*Problem statement:* Each line of the data below holding the word "Zero" must be copied.

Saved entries
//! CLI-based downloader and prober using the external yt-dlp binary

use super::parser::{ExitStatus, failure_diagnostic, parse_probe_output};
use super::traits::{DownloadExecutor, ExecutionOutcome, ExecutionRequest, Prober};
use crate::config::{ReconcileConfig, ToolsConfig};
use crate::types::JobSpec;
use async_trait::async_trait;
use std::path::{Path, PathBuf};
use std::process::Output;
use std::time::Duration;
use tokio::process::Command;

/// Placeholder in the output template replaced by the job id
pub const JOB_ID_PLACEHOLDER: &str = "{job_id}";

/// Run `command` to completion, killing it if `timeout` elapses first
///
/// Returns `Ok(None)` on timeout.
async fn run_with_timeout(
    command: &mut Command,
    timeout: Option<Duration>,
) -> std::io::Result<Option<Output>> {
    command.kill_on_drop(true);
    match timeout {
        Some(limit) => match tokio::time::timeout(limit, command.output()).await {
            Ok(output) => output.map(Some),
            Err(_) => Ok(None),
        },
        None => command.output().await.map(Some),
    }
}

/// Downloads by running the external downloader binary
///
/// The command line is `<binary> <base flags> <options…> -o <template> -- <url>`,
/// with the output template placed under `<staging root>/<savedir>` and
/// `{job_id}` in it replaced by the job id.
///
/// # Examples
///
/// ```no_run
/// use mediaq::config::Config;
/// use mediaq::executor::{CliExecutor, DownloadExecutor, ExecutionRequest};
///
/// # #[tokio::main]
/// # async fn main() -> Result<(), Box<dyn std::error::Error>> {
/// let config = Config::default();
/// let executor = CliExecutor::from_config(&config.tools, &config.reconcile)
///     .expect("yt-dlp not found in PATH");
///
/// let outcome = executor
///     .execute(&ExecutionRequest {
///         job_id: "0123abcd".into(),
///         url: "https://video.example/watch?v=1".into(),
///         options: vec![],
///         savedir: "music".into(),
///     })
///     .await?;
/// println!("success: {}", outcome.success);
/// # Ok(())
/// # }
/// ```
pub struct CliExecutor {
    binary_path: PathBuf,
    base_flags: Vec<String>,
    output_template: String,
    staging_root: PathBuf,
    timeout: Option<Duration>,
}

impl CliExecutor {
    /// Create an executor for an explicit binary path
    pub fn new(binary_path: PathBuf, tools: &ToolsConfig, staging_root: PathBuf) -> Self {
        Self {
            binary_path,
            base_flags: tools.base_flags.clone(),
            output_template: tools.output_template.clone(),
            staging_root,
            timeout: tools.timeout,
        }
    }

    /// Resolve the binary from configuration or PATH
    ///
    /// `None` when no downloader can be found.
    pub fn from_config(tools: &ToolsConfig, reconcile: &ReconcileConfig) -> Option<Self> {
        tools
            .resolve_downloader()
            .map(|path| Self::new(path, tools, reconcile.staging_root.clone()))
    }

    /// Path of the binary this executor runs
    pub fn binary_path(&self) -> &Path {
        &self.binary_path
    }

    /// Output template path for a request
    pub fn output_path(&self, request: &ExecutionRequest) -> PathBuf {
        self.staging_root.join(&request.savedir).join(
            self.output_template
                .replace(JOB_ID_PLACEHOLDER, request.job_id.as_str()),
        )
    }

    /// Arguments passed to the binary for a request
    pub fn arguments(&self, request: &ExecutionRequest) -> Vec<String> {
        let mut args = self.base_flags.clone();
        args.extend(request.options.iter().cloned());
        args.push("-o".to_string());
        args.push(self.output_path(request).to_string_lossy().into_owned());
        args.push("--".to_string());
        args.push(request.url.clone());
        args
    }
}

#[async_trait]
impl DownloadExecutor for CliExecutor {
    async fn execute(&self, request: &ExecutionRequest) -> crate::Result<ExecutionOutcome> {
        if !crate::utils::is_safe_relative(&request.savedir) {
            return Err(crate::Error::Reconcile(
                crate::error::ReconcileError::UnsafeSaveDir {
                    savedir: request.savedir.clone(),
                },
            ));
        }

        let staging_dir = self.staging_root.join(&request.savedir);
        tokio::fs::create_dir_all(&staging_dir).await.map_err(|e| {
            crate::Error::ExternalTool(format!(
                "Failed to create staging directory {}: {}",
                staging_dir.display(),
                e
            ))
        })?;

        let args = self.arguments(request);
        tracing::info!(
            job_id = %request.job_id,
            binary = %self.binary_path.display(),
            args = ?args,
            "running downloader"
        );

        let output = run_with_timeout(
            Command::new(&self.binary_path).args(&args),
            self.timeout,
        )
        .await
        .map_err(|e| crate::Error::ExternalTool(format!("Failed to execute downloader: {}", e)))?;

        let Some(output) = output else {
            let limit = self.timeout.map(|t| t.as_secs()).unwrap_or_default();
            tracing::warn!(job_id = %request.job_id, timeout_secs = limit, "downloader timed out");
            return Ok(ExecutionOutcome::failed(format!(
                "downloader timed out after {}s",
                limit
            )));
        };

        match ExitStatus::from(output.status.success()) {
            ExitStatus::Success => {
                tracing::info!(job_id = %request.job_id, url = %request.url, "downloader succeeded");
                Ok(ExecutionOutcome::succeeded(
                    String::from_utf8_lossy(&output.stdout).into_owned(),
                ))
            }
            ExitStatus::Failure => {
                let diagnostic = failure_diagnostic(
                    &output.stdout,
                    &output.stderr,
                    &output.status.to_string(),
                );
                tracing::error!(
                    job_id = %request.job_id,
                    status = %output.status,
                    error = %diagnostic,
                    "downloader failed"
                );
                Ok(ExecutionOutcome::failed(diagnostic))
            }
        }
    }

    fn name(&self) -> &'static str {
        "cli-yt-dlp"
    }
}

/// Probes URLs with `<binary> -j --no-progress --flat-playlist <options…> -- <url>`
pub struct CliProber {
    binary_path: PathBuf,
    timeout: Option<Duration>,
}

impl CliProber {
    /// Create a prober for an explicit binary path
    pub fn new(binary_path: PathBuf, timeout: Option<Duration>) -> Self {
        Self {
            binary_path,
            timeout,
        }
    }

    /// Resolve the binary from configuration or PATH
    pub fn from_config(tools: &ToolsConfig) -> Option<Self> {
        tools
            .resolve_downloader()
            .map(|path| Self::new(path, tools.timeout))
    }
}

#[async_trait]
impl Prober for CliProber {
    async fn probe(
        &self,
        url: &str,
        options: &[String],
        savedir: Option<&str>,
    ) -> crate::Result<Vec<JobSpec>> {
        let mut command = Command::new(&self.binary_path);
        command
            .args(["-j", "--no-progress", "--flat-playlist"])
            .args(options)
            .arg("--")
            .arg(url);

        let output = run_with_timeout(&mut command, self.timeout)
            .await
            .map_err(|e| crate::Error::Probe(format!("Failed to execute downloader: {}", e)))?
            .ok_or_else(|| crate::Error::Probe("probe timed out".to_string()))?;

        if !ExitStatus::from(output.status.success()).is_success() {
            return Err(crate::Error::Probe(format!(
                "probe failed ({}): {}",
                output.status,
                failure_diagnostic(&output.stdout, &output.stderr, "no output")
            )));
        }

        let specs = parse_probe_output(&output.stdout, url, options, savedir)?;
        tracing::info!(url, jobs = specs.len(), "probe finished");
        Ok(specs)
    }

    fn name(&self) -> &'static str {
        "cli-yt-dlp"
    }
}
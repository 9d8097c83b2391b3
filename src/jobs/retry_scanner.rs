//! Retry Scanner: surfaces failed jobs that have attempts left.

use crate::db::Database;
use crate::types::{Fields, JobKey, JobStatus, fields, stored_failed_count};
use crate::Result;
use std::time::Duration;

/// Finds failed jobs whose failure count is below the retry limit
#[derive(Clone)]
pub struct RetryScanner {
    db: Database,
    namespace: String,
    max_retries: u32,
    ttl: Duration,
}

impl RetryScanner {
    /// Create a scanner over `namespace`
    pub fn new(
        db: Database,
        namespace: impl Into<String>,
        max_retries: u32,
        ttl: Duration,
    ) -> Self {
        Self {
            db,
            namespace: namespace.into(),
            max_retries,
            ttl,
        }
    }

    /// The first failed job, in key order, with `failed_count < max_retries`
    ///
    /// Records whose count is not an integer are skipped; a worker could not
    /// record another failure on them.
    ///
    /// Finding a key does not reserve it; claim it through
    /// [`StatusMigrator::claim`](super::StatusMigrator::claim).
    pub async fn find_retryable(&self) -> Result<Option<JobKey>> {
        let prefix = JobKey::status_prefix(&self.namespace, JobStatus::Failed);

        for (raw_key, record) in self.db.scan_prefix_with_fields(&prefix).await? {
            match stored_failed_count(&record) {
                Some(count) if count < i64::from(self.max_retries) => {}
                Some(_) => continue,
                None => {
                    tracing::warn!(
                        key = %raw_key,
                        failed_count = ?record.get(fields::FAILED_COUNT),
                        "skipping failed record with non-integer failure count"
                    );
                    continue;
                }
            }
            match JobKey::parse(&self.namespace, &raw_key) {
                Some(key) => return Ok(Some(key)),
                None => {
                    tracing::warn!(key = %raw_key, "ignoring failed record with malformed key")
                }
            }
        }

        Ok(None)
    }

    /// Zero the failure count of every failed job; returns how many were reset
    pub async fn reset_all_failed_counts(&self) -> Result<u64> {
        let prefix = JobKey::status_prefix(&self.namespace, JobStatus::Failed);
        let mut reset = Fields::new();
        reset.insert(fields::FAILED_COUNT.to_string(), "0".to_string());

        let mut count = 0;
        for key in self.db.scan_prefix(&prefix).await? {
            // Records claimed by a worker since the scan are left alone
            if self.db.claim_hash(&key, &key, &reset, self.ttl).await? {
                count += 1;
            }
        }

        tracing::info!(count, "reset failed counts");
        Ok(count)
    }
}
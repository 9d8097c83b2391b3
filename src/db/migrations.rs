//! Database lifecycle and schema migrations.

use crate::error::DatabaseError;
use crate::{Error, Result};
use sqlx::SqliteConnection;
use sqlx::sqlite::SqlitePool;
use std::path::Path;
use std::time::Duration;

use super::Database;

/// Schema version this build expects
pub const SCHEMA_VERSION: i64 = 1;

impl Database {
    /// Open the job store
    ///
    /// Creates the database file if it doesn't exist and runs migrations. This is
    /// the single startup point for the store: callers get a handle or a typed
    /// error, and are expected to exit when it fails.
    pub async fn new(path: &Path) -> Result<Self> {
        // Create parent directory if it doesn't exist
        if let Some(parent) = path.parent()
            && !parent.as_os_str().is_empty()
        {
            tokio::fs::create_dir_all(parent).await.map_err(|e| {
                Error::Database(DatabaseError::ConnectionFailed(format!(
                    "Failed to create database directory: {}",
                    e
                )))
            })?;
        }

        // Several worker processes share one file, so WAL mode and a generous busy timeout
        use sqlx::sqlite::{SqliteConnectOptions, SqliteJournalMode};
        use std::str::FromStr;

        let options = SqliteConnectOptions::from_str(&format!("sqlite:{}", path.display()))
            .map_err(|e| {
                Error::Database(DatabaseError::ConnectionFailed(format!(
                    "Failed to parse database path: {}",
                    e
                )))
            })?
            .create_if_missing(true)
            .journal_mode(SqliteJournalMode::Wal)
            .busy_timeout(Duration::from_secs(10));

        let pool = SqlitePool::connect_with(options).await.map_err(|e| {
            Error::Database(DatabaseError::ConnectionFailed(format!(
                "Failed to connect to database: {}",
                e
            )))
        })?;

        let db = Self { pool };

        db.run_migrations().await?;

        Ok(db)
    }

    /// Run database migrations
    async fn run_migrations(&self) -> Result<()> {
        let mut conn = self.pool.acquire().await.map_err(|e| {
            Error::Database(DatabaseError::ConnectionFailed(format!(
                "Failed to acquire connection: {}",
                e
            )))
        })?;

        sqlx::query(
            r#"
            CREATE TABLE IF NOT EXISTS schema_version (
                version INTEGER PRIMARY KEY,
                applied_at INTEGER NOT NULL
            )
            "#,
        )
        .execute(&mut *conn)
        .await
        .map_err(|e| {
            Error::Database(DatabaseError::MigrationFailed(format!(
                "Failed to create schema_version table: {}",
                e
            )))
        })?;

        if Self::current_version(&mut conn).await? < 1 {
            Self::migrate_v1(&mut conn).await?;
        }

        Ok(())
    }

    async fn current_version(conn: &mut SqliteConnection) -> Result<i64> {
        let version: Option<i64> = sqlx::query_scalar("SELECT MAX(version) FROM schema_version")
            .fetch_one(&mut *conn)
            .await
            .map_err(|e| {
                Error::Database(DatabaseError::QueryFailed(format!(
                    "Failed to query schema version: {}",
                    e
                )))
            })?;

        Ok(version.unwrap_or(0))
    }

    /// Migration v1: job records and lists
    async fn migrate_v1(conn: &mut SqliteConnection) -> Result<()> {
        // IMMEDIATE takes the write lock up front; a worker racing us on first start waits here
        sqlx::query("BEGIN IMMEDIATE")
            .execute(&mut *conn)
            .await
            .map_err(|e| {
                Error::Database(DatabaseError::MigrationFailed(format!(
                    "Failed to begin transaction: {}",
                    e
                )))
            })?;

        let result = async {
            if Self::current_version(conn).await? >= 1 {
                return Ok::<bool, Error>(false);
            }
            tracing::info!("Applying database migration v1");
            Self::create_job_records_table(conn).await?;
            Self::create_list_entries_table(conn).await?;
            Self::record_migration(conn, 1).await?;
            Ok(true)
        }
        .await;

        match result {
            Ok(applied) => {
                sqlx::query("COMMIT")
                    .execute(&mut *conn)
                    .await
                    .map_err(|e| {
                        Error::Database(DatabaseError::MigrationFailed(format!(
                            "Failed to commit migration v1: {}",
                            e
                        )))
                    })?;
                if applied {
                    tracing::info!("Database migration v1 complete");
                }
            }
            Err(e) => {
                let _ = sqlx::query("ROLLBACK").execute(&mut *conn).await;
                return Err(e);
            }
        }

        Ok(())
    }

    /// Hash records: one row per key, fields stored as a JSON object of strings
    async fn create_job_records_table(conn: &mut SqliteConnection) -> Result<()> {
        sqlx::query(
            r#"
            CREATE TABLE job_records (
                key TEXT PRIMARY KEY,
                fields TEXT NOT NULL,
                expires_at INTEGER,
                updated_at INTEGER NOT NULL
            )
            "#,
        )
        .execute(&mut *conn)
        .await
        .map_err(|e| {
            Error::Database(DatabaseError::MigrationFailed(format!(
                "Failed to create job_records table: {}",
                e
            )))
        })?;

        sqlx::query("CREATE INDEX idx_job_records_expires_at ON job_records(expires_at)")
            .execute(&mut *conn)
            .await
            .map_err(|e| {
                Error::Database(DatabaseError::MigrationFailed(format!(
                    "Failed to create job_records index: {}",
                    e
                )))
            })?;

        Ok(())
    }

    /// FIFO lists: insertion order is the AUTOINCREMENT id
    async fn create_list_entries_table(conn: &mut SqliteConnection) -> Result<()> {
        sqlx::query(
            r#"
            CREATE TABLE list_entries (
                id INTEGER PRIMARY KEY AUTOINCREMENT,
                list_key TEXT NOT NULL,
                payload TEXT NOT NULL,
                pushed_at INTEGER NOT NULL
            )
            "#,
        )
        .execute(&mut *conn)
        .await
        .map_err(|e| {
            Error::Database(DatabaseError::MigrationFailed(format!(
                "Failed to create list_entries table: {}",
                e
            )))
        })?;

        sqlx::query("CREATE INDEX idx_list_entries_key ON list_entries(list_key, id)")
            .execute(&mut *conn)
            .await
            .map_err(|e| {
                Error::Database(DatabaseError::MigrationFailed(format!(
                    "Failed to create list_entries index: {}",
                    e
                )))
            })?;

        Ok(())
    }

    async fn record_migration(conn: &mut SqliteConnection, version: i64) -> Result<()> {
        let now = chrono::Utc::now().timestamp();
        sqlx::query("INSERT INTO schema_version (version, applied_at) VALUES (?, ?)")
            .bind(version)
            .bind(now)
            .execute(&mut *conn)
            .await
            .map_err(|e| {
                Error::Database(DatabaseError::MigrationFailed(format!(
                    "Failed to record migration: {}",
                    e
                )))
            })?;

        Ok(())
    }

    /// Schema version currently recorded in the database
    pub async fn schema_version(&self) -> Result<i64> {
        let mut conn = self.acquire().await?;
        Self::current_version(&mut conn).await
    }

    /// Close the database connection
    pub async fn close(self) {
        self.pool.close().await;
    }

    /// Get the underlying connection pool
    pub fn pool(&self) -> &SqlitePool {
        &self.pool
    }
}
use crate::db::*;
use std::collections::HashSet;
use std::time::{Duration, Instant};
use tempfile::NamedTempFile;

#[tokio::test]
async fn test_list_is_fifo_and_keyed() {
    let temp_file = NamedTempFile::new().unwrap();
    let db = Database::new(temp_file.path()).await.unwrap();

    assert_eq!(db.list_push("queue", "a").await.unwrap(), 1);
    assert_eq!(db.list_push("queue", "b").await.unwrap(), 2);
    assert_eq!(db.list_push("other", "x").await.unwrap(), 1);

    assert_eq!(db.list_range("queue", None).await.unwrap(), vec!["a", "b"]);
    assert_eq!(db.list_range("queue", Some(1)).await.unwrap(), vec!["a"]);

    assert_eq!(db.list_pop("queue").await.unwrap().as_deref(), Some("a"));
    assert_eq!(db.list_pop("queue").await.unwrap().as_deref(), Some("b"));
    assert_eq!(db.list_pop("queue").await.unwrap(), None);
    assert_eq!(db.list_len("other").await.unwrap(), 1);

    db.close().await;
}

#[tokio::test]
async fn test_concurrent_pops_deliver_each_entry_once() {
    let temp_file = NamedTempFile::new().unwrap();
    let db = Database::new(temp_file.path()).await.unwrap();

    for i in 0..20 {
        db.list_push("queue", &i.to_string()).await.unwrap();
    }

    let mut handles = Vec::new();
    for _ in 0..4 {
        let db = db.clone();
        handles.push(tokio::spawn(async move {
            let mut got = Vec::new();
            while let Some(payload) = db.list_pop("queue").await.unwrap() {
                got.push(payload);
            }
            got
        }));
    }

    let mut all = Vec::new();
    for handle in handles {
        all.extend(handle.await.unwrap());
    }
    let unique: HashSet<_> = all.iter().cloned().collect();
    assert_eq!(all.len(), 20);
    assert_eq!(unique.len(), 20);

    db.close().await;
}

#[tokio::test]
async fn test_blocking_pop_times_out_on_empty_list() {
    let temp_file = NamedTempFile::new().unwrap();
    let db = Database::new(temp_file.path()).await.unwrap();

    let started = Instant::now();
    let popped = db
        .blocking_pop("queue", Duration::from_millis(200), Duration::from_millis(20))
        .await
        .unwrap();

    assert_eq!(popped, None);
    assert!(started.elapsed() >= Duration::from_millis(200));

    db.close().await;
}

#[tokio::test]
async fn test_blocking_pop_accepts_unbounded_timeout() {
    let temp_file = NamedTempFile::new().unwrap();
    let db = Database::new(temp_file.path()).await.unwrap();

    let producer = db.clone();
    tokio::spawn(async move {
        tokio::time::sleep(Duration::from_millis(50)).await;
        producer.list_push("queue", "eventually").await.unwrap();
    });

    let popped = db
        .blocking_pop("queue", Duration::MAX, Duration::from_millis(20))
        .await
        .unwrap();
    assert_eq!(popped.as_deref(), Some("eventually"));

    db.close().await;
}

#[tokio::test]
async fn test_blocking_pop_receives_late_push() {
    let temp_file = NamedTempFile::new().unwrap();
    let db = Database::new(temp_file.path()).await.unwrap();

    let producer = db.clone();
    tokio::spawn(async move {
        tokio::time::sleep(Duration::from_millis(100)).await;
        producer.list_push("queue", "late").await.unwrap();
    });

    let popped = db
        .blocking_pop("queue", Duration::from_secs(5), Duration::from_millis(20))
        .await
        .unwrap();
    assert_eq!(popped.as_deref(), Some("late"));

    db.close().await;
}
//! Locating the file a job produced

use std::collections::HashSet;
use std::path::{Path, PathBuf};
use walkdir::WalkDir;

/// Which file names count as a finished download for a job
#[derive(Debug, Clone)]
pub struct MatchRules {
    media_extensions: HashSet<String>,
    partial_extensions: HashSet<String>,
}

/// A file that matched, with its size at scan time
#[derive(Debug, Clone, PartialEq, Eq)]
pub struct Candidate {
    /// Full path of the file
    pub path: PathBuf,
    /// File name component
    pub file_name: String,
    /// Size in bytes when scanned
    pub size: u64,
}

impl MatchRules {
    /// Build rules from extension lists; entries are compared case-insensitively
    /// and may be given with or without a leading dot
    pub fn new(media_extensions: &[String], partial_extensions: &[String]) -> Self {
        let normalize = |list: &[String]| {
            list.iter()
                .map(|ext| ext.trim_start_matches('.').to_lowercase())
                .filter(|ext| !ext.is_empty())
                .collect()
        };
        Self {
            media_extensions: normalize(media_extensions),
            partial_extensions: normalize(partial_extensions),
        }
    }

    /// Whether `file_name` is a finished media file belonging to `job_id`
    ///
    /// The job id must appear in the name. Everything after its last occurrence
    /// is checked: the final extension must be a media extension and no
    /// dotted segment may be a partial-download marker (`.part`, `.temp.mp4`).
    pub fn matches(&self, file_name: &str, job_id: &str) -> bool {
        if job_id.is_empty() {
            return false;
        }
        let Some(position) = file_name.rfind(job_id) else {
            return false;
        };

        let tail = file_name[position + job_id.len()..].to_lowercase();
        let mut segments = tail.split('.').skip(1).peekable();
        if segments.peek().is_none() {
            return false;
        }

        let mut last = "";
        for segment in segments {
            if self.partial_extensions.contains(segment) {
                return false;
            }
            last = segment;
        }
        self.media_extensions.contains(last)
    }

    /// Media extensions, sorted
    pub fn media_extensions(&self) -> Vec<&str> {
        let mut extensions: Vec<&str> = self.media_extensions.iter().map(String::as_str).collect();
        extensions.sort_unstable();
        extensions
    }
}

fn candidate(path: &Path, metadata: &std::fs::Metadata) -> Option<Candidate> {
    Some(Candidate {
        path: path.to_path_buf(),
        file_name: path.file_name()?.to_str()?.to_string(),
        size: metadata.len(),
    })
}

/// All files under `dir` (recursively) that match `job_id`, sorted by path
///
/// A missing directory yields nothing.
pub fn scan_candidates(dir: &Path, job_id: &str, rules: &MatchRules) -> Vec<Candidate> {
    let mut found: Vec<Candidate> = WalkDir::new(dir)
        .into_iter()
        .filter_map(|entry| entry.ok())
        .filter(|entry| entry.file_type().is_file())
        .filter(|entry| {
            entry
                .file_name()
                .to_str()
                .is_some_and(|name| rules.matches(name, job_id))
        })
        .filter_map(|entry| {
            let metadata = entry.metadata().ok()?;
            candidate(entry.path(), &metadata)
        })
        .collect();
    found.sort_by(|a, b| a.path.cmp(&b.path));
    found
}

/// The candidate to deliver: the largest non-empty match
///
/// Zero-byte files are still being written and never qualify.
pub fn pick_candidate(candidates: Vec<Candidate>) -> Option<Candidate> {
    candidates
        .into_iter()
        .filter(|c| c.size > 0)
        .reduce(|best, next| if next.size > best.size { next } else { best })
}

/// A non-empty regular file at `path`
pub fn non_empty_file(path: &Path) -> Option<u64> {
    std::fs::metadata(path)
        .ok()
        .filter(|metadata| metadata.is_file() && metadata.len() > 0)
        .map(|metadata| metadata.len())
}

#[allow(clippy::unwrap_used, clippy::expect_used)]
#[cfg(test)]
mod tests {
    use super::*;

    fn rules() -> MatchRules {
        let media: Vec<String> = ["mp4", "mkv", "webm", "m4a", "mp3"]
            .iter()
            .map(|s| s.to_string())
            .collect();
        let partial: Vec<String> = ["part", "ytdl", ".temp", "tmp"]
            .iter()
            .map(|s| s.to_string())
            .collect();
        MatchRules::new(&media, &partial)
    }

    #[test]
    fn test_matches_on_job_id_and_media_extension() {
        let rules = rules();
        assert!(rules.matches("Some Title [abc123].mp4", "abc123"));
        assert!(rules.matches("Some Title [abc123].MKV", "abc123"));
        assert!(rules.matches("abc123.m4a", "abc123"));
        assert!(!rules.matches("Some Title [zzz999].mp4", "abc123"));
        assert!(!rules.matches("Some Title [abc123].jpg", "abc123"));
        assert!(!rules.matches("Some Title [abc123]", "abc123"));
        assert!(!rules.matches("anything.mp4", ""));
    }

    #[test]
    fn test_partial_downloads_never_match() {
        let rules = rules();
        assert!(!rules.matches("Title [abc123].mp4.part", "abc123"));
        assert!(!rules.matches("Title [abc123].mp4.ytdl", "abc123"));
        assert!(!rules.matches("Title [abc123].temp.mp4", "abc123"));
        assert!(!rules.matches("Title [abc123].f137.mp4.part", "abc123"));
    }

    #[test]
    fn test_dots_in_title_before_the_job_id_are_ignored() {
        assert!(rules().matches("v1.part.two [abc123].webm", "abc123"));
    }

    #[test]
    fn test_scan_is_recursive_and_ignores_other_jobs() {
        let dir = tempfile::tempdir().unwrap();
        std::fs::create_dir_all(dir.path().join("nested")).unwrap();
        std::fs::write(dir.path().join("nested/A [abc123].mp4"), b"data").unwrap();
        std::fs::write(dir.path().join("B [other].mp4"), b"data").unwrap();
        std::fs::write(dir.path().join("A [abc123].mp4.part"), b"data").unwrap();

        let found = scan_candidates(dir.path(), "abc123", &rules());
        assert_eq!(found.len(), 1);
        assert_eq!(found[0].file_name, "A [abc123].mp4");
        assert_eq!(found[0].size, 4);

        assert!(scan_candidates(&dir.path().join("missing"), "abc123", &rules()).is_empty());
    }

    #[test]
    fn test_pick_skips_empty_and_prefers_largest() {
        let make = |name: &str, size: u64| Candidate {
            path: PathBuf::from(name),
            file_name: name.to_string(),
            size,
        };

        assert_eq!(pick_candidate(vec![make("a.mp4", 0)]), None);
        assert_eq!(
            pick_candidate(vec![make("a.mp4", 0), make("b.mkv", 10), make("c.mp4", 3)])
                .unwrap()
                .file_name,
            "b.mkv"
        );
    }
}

*Response:*
    /// Zero the failure count of every failed job; returns how many were reset
/// Zero-byte files are still being written and never qualify.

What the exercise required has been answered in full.